1.1. Literature Review

Over the last decades, many works have been published developing predictive models, and so a wide variety of models have been built. Some of them are based on statistical models, such as ARIMA and the Hidden Markov Model [1], the autoregressive [2,3], exponential smoothing grey model [4], the exponential smoothing model [5], or a single ARIMA [6]. Other models are based on machine learning, such as the radial basis function neural network [7], fuzzy interaction regression [8] or convolutional neural network with long short-term memory [9]. There are also hybrid forecasting systems that combine artificial intelligence with statistical techniques like ARIMA and support vector machine [10], state-space models combined with a neural network [11] or multivariable regression with a long short-term memory network [12].

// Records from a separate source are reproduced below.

// ============================================================
// Layer 2 — InferUseCase
// ============================================================
// Rebuilds a trained network from an artifact directory:
//
//   train_config.json  → tokenisation, hyperparameters, backend
//   *_vocab.json       → source / target vocabularies
//   model.mpk.gz       → final weights
//
// then greedy-translates each input line.

use anyhow::{ensure, Result};
use std::path::Path;
use burn::tensor::backend::AutodiffBackend;

use crate::application::backend::{BackendKind, CpuBackend, WgpuBackend};
use crate::application::train_use_case::TrainConfig;
use crate::data::preprocessor::Preprocessor;
use crate::domain::vocab::Side;
use crate::infra::checkpoint::CheckpointManager;
use crate::ml::{inferencer::Translation, seq2seq::Seq2Seq};

pub struct InferUseCase {
    store:   CheckpointManager,
    config:  TrainConfig,
    backend: BackendKind,
}

impl InferUseCase {
    /// `backend` overrides the one recorded at training time.
    pub fn new(artifact_dir: &str, backend: Option<BackendKind>) -> Result<Self> {
        ensure!(Path::new(artifact_dir).is_dir(), "artifact directory '{artifact_dir}' does not exist");
        let store   = CheckpointManager::new(artifact_dir)?;
        let config  = store.load_config()?;
        let backend = backend.unwrap_or(config.backend);
        Ok(Self { store, config, backend })
    }

    pub fn execute(&self, inputs: &[String]) -> Result<Vec<Translation>> {
        match self.backend {
            BackendKind::Wgpu => self.run::<WgpuBackend>(burn::backend::wgpu::WgpuDevice::default(), inputs),
            BackendKind::Cpu  => self.run::<CpuBackend>(Default::default(), inputs),
        }
    }

    fn run<B: AutodiffBackend>(&self, device: B::Device, inputs: &[String]) -> Result<Vec<Translation>> {
        let source_vocab = self.store.load_vocab(Side::Source)?;
        let target_vocab = self.store.load_vocab(Side::Target)?;

        let s2s: Seq2Seq<B> =
            Seq2Seq::new(self.config.model_config(), source_vocab, target_vocab, device.clone())?;
        let model = self.store.load_model(s2s.model().clone(), &device)?;
        let s2s   = s2s.with_model(model);
        tracing::info!("Model loaded from '{}'", self.store.dir().display());

        let preprocessor = Preprocessor::new(self.config.tokenization);
        inputs
            .iter()
            .map(|line| {
                let translation = s2s.infer(&preprocessor.tokenize(line))?;
                tracing::debug!("{:?} → {:?}", line, translation.target_tokens);
                Ok(translation)
            })
            .collect()
    }
}

// ─── Unit Tests ───────────────────────────────────────────────────────────────
#[cfg(test)]
mod tests {
    use super::*;
    use crate::application::train_use_case::TrainUseCase;

    #[test]
    fn test_infer_from_trained_artifacts() {
        let dir = std::env::temp_dir().join(format!("seq2seq_infer_{}", std::process::id()));
        let _ = std::fs::remove_dir_all(&dir);
        let dir = dir.to_string_lossy().into_owned();

        let cfg = TrainConfig {
            synthetic_pairs:       24,
            rnn_size:              6,
            n_layers:              1,
            encoder_embedding_dim: 3,
            decoder_embedding_dim: 3,
            batch_size:            4,
            epochs:                1,
            display_step:          5,
            samples:               vec![],
            backend:               BackendKind::Cpu,
            artifact_dir:          Some(dir.clone()),
            ..TrainConfig::default()
        };
        TrainUseCase::new(cfg).execute().unwrap();
        assert!(std::path::Path::new(&dir).join("metrics.csv").exists());

        let use_case = InferUseCase::new(&dir, None).unwrap();
        let out = use_case.execute(&["abc".to_string(), "hello".to_string()]).unwrap();
        assert_eq!(out.len(), 2);
        assert!(out[1].target_ids.len() <= 10);

        assert!(use_case.execute(&["   ".to_string()]).is_err());
    }

    #[test]
    fn test_missing_artifacts_are_reported() {
        let dir = std::env::temp_dir().join(format!("seq2seq_infer_empty_{}", std::process::id()));
        let _ = std::fs::remove_dir_all(&dir);
        assert!(InferUseCase::new(&dir.to_string_lossy(), None).is_err());
    }
}
// ============================================================
// Layer 4 — Data Pipeline
// ============================================================
// Everything from raw text files to device-ready batches.
//
//   source/target text files      (or the synthetic corpus)
//       │
//       ▼
//   ParallelTextLoader   → line-aligned TextPairs
//       │
//       ▼
//   Preprocessor         → cleaned lines split into tokens
//       │
//       ▼
//   PairDataset          → id sequences, <EOS> appended to targets
//       │
//       ▼
//   Batches              → consecutive fixed-size chunks, remainder dropped
//       │
//       ▼
//   Seq2SeqBatcher       → right-padded tensors + lengths + target mask

/// Loads line-aligned source/target files
pub mod loader;

/// Generates the letter-sorting toy corpus
pub mod synthetic;

/// Cleans and tokenises raw lines
pub mod preprocessor;

/// Implements Burn's Dataset trait for encoded pairs
pub mod dataset;

/// Right-pads variable-length sequences
pub mod padding;

/// Implements Burn's Batcher trait for padded host and tensor batches
pub mod batcher;

/// Lazy, restartable fixed-size batch iteration
pub mod iterator;

/// Splits pairs into train/validation sets
pub mod splitter;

In recent years, machine learning techniques have received more attention than statisticals. For example, ref. [13] designs a deep-learning model to forecast wind speed and, consequently, electric energy generation; a long short-term memory neural network and a convolutional neural network are combined as a core of the forecasting system. A long short-term memory model is used with a hyperparameter adjustment in [14]. Another work [15] employs a neural network to forecast the load of individual families. Convolutional neural networks can extract non-linear features to feed support vector machines as forecasting systems [16]. An artificial neural network is integrated with an evolutionary algorithm to avoid local optima and obtain convergence [17].
The number of forecasting hybrid techniques has also increased recently. As an example, a fuzzy c-means clustering is employed in [18] using a random forest model and a deep neural network. In [19], an exponential smoothing state-space model and an artificial neural network are combined. The system from [20] combines a SARIMAX with a long-short term memory network to obtain a better forecasting performance.

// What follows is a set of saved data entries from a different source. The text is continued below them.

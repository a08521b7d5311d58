// ============================================================
// Layer 5 — ML / Model Layer (Burn)
// ============================================================
// All network code lives here; the data layer only hands it
// padded batches.
//
//   model.rs      bidirectional LSTM encoder, LSTM decoder stack,
//                 masked sequence loss, greedy decoding
//   trainer.rs    Adam training loop with periodic loss reports
//   grad_clip.rs  gradient rescaling by the global norm
//   inferencer.rs single-sequence greedy translation
//   seq2seq.rs    façade tying vocabularies, symbols and model together

/// Encoder / decoder network
pub mod model;

/// Training loop and loss reports
pub mod trainer;

/// Greedy translation of one sequence
pub mod inferencer;

/// Vocabulary-aware model façade
pub mod seq2seq;

/// Global gradient norm clipping
pub mod grad_clip;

During the last years, smart grids received more attention due to increased access to data through smart meters. For example, ref. [21] employed a multivariable linear regression to forecast trend and a long short-term memory neural network to model nonlinear behavior of an electric load. In [22], k-means clustering is employed to divide data into sets, they are divided into training and test sets, and a convolutional neural network is finally trained and employed to forecast the load. Another example is [23], which evaluates different machine-learning models for smart grids. In [24], a list of methods for low voltage forecasting are also compared, which mainly consist of kernel density estimation, simple seasonal linear regression, and autoregressive and exponential smoothing.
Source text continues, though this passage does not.